- Teams: 15
- Premiers: Penrith (2nd title)
- Minor premiers: Penrith (2nd title)
- Matches played: 189
- Points scored: 8993
- Average attendance: 15,689
- Total attendance: 2,965,141
- Top points scorer: Hazem El Masri (294)
- Wooden spoon: South Sydney Rabbitohs (6th spoon)
- Top try-scorer: Rhys Wesser (25)

= 2003 NRL season =

Rugby league competition

The 2003 NRL premiership was the 96th season of professional rugby league football in Australia and the sixth run by the National Rugby League. Fifteen teams competed, with the Manly-Warringah Sea Eagles returning in place of their failed joint-venture club, the Northern Eagles. Ultimately, the Penrith Panthers defeated reigning champions, the Sydney Roosters in the 2003 NRL grand final, claiming their first premiership since 1991.

==Season summary==
Season 2003 brought in the new "golden point" extra time rule, where after 80 minutes, if the game was drawn, then 10 minutes of extra time was played until one team scored the winning point(s). The salary cap for the 2003 season was A$3.25 million per club for their 25 highest-paid players.

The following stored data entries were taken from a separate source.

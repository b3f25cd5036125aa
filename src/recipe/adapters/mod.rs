//! Adapter implementations of the recipe ports.

pub mod memory;
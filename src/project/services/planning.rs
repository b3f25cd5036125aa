//! Project creation and status stewardship.

use crate::project::{
    domain::{Project, ProjectDomainError, ProjectId, ProjectLine},
    ports::{ProjectRepository, ProjectRepositoryError},
};
use crate::recipe::{
    domain::{ProductId, RecipeId},
    ports::{RecipeRepository, RecipeRepositoryError},
};
use mockable::Clock;
use std::sync::Arc;
use thiserror::Error;

use super::{
    NumberingError, ProjectNumberGenerator, SnapshotError, SnapshotService,
};

/// Reference to the definition a project line freezes.
#[derive(Debug, Clone, Copy, PartialEq, Eq)]
pub enum SnapshotSourceRef {
    /// Freeze a recipe.
    Recipe(RecipeId),
    /// Freeze a product definition.
    Product(ProductId),
}

/// One line of a project creation request.
#[derive(Debug, Clone, Copy, PartialEq, Eq)]
pub struct ProjectLineSpec {
    source: SnapshotSourceRef,
    target_quantity: u32,
}

impl ProjectLineSpec {
    /// Creates a line spec committing to a target quantity.
    #[must_use]
    pub const fn new(source: SnapshotSourceRef, target_quantity: u32) -> Self {
        Self {
            source,
            target_quantity,
        }
    }
}

/// Request payload for creating a project.
#[derive(Debug, Clone, PartialEq, Eq)]
pub struct CreateProjectRequest {
    name: String,
    lines: Vec<ProjectLineSpec>,
}

impl CreateProjectRequest {
    /// Creates a request with the project name.
    #[must_use]
    pub fn new(name: impl Into<String>) -> Self {
        Self {
            name: name.into(),
            lines: Vec::new(),
        }
    }

    /// Appends a snapshot line.
    #[must_use]
    pub fn with_line(mut self, line: ProjectLineSpec) -> Self {
        self.lines.push(line);
        self
    }
}

/// Service-level errors for project planning operations.
#[derive(Debug, Error)]
pub enum PlanningError {
    /// Domain validation failed.
    #[error(transparent)]
    Domain(#[from] ProjectDomainError),
    /// Freezing a snapshot failed.
    #[error(transparent)]
    Snapshot(#[from] SnapshotError),
    /// Number allocation failed.
    #[error(transparent)]
    Numbering(#[from] NumberingError),
    /// The referenced recipe does not exist.
    #[error("recipe not found: {0}")]
    RecipeNotFound(RecipeId),
    /// The referenced product does not exist.
    #[error("product not found: {0}")]
    ProductNotFound(ProductId),
    /// The project does not exist.
    #[error("project not found: {0}")]
    NotFound(ProjectId),
    /// A concurrent writer updated the project first.
    #[error("concurrent update lost for project {0}")]
    Conflict(ProjectId),
    /// Project repository operation failed.
    #[error(transparent)]
    Projects(#[from] ProjectRepositoryError),
    /// Master data repository operation failed.
    #[error(transparent)]
    Catalog(#[from] RecipeRepositoryError),
}

/// Result type for project planning operations.
pub type PlanningResult<T> = Result<T, PlanningError>;

/// Creates projects against frozen snapshots and stewards their status.
///
/// Creation is fail-fast: any rejected freeze aborts the whole request and
/// nothing is stored. Activation assigns the project number exactly once.
#[derive(Clone)]
pub struct ProjectPlanningService<P, R, C>
where
    P: ProjectRepository,
    R: RecipeRepository,
    C: Clock + Send + Sync,
{
    projects: Arc<P>,
    catalog: Arc<R>,
    snapshots: SnapshotService<C>,
    numbering: ProjectNumberGenerator<P, C>,
    clock: Arc<C>,
}

impl<P, R, C> ProjectPlanningService<P, R, C>
where
    P: ProjectRepository,
    R: RecipeRepository,
    C: Clock + Send + Sync,
{
    /// Creates a planning service with the default number prefix.
    #[must_use]
    pub fn new(projects: Arc<P>, catalog: Arc<R>, clock: Arc<C>) -> Self {
        Self {
            snapshots: SnapshotService::new(Arc::clone(&clock)),
            numbering: ProjectNumberGenerator::new(Arc::clone(&projects), Arc::clone(&clock)),
            projects,
            catalog,
            clock,
        }
    }

    /// Overrides the project number prefix.
    #[must_use]
    pub fn with_number_prefix(mut self, prefix: impl Into<String>) -> Self {
        self.numbering = self.numbering.with_prefix(prefix);
        self
    }

    /// Creates a project in planning status, freezing one snapshot per
    /// requested line.
    ///
    /// # Errors
    ///
    /// Returns [`PlanningError::RecipeNotFound`] /
    /// [`PlanningError::ProductNotFound`] for unknown sources,
    /// [`PlanningError::Snapshot`] when a freeze is rejected, or
    /// [`PlanningError::Domain`] when the aggregate itself is invalid. No
    /// partial project is ever stored.
    pub async fn create_project(&self, request: CreateProjectRequest) -> PlanningResult<Project> {
        let CreateProjectRequest { name, lines } = request;

        let mut frozen_lines = Vec::with_capacity(lines.len());
        for spec in lines {
            let snapshot = match spec.source {
                SnapshotSourceRef::Recipe(recipe_id) => {
                    let recipe = self
                        .catalog
                        .find_recipe(recipe_id)
                        .await?
                        .ok_or(PlanningError::RecipeNotFound(recipe_id))?;
                    self.snapshots.freeze_recipe(&recipe)?
                }
                SnapshotSourceRef::Product(product_id) => {
                    let product = self
                        .catalog
                        .find_product(product_id)
                        .await?
                        .ok_or(PlanningError::ProductNotFound(product_id))?;
                    self.snapshots.freeze_product(&product)?
                }
            };
            frozen_lines.push(ProjectLine::new(snapshot, spec.target_quantity)?);
        }

        let project = Project::new(name, frozen_lines, &*self.clock)?;
        self.projects.store(&project).await?;
        Ok(project)
    }

    /// Activates a planned project and allocates its project number.
    ///
    /// # Errors
    ///
    /// Returns [`PlanningError::NotFound`] for an unknown project,
    /// [`PlanningError::Domain`] when the status machine rejects the
    /// transition, [`PlanningError::Conflict`] when a concurrent writer wins
    /// the optimistic check, or [`PlanningError::Numbering`] when number
    /// allocation fails.
    pub async fn activate_project(&self, project_id: ProjectId) -> PlanningResult<Project> {
        let project = self
            .transition(project_id, |project, clock| project.activate(clock))
            .await?;
        let numbered = self.numbering.allocate(&project).await?;
        Ok(numbered)
    }

    /// Suspends an active project.
    ///
    /// # Errors
    ///
    /// Same not-found/transition/conflict conditions as
    /// [`ProjectPlanningService::activate_project`], without numbering.
    pub async fn hold_project(&self, project_id: ProjectId) -> PlanningResult<Project> {
        self.transition(project_id, |project, clock| project.hold(clock))
            .await
    }

    /// Resumes a suspended project.
    ///
    /// # Errors
    ///
    /// Same not-found/transition/conflict conditions as
    /// [`ProjectPlanningService::hold_project`].
    pub async fn resume_project(&self, project_id: ProjectId) -> PlanningResult<Project> {
        self.transition(project_id, |project, clock| project.resume(clock))
            .await
    }

    /// Abandons a project.
    ///
    /// # Errors
    ///
    /// Same not-found/transition/conflict conditions as
    /// [`ProjectPlanningService::hold_project`].
    pub async fn cancel_project(&self, project_id: ProjectId) -> PlanningResult<Project> {
        self.transition(project_id, |project, clock| project.cancel(clock))
            .await
    }

    /// Loads, mutates, and optimistically persists a project.
    async fn transition<F>(&self, project_id: ProjectId, apply: F) -> PlanningResult<Project>
    where
        F: FnOnce(&mut Project, &C) -> Result<(), ProjectDomainError>,
    {
        let mut project = self
            .projects
            .find_by_id(project_id)
            .await?
            .ok_or(PlanningError::NotFound(project_id))?;

        let expected_version = project.version();
        apply(&mut project, self.clock.as_ref())?;

        self.projects
            .update_versioned(&project, expected_version)
            .await
            .map_err(|err| match err {
                ProjectRepositoryError::VersionMismatch { .. } => {
                    PlanningError::Conflict(project_id)
                }
                other => PlanningError::Projects(other),
            })?;
        Ok(project)
    }
}
//! Freezing recipe and product definitions into immutable snapshots.

use crate::project::domain::{RawMaterialRef, Snapshot, SnapshotOrigin, SnapshotStep};
use crate::recipe::domain::{
    GraphError, Product, RawMaterialRequirement, Recipe, RecipeStep, StepId, dependency_order,
};
use mockable::Clock;
use std::sync::Arc;
use thiserror::Error;

/// Errors rejecting a freeze.
///
/// Freeze validation is fail-fast: a rejected definition produces no
/// snapshot and therefore no project line.
#[derive(Debug, Clone, Error, PartialEq, Eq)]
pub enum SnapshotError {
    /// The definition has no steps.
    #[error("cannot freeze a definition with no steps")]
    EmptyStepList,

    /// A step has no device type bound.
    #[error("step {step_id} has no device type and cannot be frozen")]
    MissingDeviceType {
        /// The offending step.
        step_id: StepId,
    },

    /// The step dependency graph is malformed or cyclic.
    #[error(transparent)]
    Graph(#[from] GraphError),
}

/// Result type for freeze operations.
pub type SnapshotResult<T> = Result<T, SnapshotError>;

/// Deep-copies recipe and product definitions into project snapshots.
///
/// The copy is structural: the snapshot owns every string and list it
/// carries, so no later mutation of the source is observable through it.
#[derive(Clone)]
pub struct SnapshotService<C>
where
    C: Clock + Send + Sync,
{
    clock: Arc<C>,
}

impl<C> SnapshotService<C>
where
    C: Clock + Send + Sync,
{
    /// Creates a new snapshot service.
    #[must_use]
    pub const fn new(clock: Arc<C>) -> Self {
        Self { clock }
    }

    /// Freezes a recipe into a snapshot.
    ///
    /// # Errors
    ///
    /// Returns [`SnapshotError::EmptyStepList`] for a stepless definition,
    /// [`SnapshotError::MissingDeviceType`] when any step lacks a device
    /// type, or [`SnapshotError::Graph`] when the step graph is rejected.
    pub fn freeze_recipe(&self, recipe: &Recipe) -> SnapshotResult<Snapshot> {
        let origin = SnapshotOrigin::Recipe {
            recipe_id: recipe.id(),
            version: recipe.version(),
        };
        self.freeze_definition(origin, recipe.name(), recipe.steps(), recipe.raw_materials())
    }

    /// Freezes a product into a snapshot.
    ///
    /// # Errors
    ///
    /// Same conditions as [`SnapshotService::freeze_recipe`].
    pub fn freeze_product(&self, product: &Product) -> SnapshotResult<Snapshot> {
        let origin = SnapshotOrigin::Product {
            product_id: product.id(),
            version: product.version(),
        };
        self.freeze_definition(
            origin,
            product.name(),
            product.steps(),
            product.raw_materials(),
        )
    }

    fn freeze_definition(
        &self,
        origin: SnapshotOrigin,
        source_name: &str,
        steps: &[RecipeStep],
        raw_materials: &[RawMaterialRequirement],
    ) -> SnapshotResult<Snapshot> {
        if steps.is_empty() {
            return Err(SnapshotError::EmptyStepList);
        }

        let mut frozen_steps = Vec::with_capacity(steps.len());
        for step in steps {
            let device_type_id = step
                .device_type_id()
                .ok_or(SnapshotError::MissingDeviceType { step_id: step.id() })?;
            let mut frozen = SnapshotStep::new(
                step.id(),
                step.name(),
                step.order(),
                device_type_id,
                step.estimated_minutes(),
            )
            .with_depends_on(step.depends_on().iter().copied());
            if let Some(description) = step.description() {
                frozen = frozen.with_description(description);
            }
            frozen_steps.push(frozen);
        }

        // Acyclicity was checked at authoring time; re-check so a corrupt
        // definition can never freeze into in-flight work.
        dependency_order(&frozen_steps)?;

        let materials = raw_materials.iter().map(RawMaterialRef::from).collect();
        Ok(Snapshot::new(
            origin,
            source_name,
            frozen_steps,
            materials,
            self.clock.utc(),
        ))
    }
}
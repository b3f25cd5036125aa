//! Application services for project creation and stewardship.

mod numbering;
mod planning;
mod progress;
mod snapshot;

pub use numbering::{NumberingError, NumberingResult, ProjectNumberGenerator};
pub use planning::{
    CreateProjectRequest, PlanningError, PlanningResult, ProjectLineSpec, ProjectPlanningService,
    SnapshotSourceRef,
};
pub use progress::{ProgressError, ProgressResult, ProjectProgressService};
pub use snapshot::{SnapshotError, SnapshotResult, SnapshotService};
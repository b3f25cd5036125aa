//! Shared builders for project tests.

use crate::project::domain::{Project, ProjectLine, Snapshot};
use crate::project::services::SnapshotService;
use crate::recipe::domain::{DeviceTypeId, RawMaterialId, RawMaterialRequirement, Recipe, RecipeStep, StepOrder};
use mockable::DefaultClock;
use std::sync::Arc;

pub fn order(value: u32) -> StepOrder {
    StepOrder::new(value).expect("positive step order")
}

/// A step bound to a fresh device type, ready to freeze.
pub fn device_step(name: &str, sequence: u32, estimated_minutes: u32) -> RecipeStep {
    RecipeStep::new(name, order(sequence), estimated_minutes)
        .expect("valid step name")
        .with_device_type(DeviceTypeId::new())
}

/// A linear recipe of `count` freezable steps, each depending on the one
/// before it.
pub fn linear_recipe(clock: &DefaultClock, count: u32) -> Recipe {
    let mut steps: Vec<RecipeStep> = Vec::new();
    for sequence in 1..=count {
        let mut step = device_step(&format!("Step {sequence}"), sequence, 30);
        if let Some(previous) = steps.last() {
            step = step.with_depends_on([previous.id()]);
        }
        steps.push(step);
    }
    let materials = vec![
        RawMaterialRequirement::new(RawMaterialId::new(), "STL-01", "Steel sheet", "kg", 2)
            .expect("valid material")
            .with_supplier("Ferro Works"),
    ];
    Recipe::new("Frame assembly", steps, materials, clock).expect("valid recipe")
}

/// Freezes `linear_recipe` into a snapshot.
pub fn frozen_snapshot(clock: &DefaultClock, steps: u32) -> Snapshot {
    let recipe = linear_recipe(clock, steps);
    SnapshotService::new(Arc::new(DefaultClock))
        .freeze_recipe(&recipe)
        .expect("freeze should succeed")
}

/// A planning-status project with one line committing to `target` units.
pub fn project_with_target(clock: &DefaultClock, steps: u32, target: u32) -> Project {
    let line =
        ProjectLine::new(frozen_snapshot(clock, steps), target).expect("valid project line");
    Project::new("Batch 7 frames", vec![line], clock).expect("valid project")
}
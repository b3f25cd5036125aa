//! Unit and service tests for the recipe context.

mod domain_tests;
mod service_tests;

The first round of the Premiership improved on the previous year's in terms of attendance and television ratings. The major story this season was the resurgence of the Penrith Panthers, who won their second premiership in their history since joining the competition in 1967. Coached by John Lang and captained by Craig Gower, the Panthers were the surprise minor premiers and would continue their outstanding form in the finals, beating the Broncos, Warriors and finally the Roosters in the grand final.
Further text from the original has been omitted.